What is expected: Search through the entries for the word "super" and copy every line that has it.
*** Data to examine
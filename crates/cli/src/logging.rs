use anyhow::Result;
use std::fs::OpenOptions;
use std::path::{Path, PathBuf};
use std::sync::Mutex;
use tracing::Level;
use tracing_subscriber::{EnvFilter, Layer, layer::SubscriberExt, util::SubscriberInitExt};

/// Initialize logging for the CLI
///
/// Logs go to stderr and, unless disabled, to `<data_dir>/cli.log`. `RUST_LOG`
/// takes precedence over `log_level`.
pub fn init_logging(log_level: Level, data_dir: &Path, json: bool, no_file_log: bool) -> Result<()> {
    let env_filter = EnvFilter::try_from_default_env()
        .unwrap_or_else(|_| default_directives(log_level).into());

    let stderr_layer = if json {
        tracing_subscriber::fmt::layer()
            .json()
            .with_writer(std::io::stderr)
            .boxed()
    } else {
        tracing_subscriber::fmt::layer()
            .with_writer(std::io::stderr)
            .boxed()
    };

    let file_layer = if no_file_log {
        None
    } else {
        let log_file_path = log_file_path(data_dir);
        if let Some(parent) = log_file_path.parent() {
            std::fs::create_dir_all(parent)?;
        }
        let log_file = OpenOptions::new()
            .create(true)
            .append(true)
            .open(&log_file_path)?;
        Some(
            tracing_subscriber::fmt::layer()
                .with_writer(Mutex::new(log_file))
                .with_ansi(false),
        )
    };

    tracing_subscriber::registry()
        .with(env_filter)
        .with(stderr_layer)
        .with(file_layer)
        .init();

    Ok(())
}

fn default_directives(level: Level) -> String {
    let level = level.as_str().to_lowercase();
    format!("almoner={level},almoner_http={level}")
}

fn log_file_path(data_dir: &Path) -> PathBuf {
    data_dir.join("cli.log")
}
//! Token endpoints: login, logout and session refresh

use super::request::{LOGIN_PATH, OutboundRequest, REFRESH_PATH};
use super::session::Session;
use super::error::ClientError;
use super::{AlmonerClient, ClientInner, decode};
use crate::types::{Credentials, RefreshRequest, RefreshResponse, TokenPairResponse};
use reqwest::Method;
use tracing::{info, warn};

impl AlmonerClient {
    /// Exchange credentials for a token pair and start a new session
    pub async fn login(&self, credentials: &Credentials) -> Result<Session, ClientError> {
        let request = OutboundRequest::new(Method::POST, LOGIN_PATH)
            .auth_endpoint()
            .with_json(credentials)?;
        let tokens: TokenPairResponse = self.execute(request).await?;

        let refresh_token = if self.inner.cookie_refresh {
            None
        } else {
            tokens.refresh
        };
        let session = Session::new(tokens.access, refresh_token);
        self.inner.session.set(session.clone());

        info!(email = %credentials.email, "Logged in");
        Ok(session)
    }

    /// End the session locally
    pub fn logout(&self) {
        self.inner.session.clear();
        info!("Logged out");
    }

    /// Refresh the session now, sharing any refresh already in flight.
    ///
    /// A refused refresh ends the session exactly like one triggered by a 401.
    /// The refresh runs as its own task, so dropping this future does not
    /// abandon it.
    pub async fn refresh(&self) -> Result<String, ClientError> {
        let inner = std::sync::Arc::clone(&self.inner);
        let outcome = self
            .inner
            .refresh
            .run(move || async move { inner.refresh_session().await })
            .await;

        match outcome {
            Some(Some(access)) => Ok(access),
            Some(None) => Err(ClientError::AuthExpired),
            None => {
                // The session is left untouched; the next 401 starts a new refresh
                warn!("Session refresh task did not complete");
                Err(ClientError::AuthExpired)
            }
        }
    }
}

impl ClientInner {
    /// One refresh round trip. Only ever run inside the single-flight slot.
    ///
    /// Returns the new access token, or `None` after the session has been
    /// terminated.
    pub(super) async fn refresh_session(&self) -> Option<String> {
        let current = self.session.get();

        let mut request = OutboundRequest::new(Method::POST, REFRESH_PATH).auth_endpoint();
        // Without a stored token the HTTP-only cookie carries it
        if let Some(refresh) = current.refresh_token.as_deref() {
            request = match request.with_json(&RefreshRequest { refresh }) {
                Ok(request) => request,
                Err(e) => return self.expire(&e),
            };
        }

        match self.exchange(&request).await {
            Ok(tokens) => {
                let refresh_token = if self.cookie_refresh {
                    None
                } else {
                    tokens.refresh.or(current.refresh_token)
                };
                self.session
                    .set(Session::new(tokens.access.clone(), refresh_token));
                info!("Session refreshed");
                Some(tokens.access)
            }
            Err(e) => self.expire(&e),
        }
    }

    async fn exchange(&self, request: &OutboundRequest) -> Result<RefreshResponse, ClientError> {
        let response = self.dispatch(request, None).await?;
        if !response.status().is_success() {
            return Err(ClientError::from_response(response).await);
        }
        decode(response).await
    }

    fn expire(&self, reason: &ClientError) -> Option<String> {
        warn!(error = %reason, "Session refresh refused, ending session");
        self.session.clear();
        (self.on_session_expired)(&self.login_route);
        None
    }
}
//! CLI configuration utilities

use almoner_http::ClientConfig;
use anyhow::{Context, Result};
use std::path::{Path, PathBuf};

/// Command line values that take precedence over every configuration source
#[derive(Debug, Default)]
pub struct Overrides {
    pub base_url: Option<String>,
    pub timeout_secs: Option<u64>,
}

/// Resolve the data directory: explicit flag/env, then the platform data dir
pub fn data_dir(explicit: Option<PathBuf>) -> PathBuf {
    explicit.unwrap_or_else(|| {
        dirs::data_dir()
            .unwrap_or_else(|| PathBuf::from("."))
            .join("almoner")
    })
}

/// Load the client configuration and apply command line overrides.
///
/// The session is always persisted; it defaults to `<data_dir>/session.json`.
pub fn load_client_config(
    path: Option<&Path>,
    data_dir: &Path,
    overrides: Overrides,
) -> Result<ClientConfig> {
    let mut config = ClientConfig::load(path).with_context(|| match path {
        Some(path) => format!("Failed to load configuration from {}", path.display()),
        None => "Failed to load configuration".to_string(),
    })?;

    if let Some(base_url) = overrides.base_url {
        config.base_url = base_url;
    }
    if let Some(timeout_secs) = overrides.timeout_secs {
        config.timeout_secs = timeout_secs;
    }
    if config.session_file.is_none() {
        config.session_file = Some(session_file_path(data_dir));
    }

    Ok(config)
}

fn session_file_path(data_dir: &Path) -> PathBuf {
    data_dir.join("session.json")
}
******
Reply to the task:
use super::request::{LOGIN_PATH, OutboundRequest, REFRESH_PATH};
use super::session::Session;
use super::error::ClientError;
use super::{AlmonerClient, ClientInner, decode};
    pub(super) async fn refresh_session(&self) -> Option<String> {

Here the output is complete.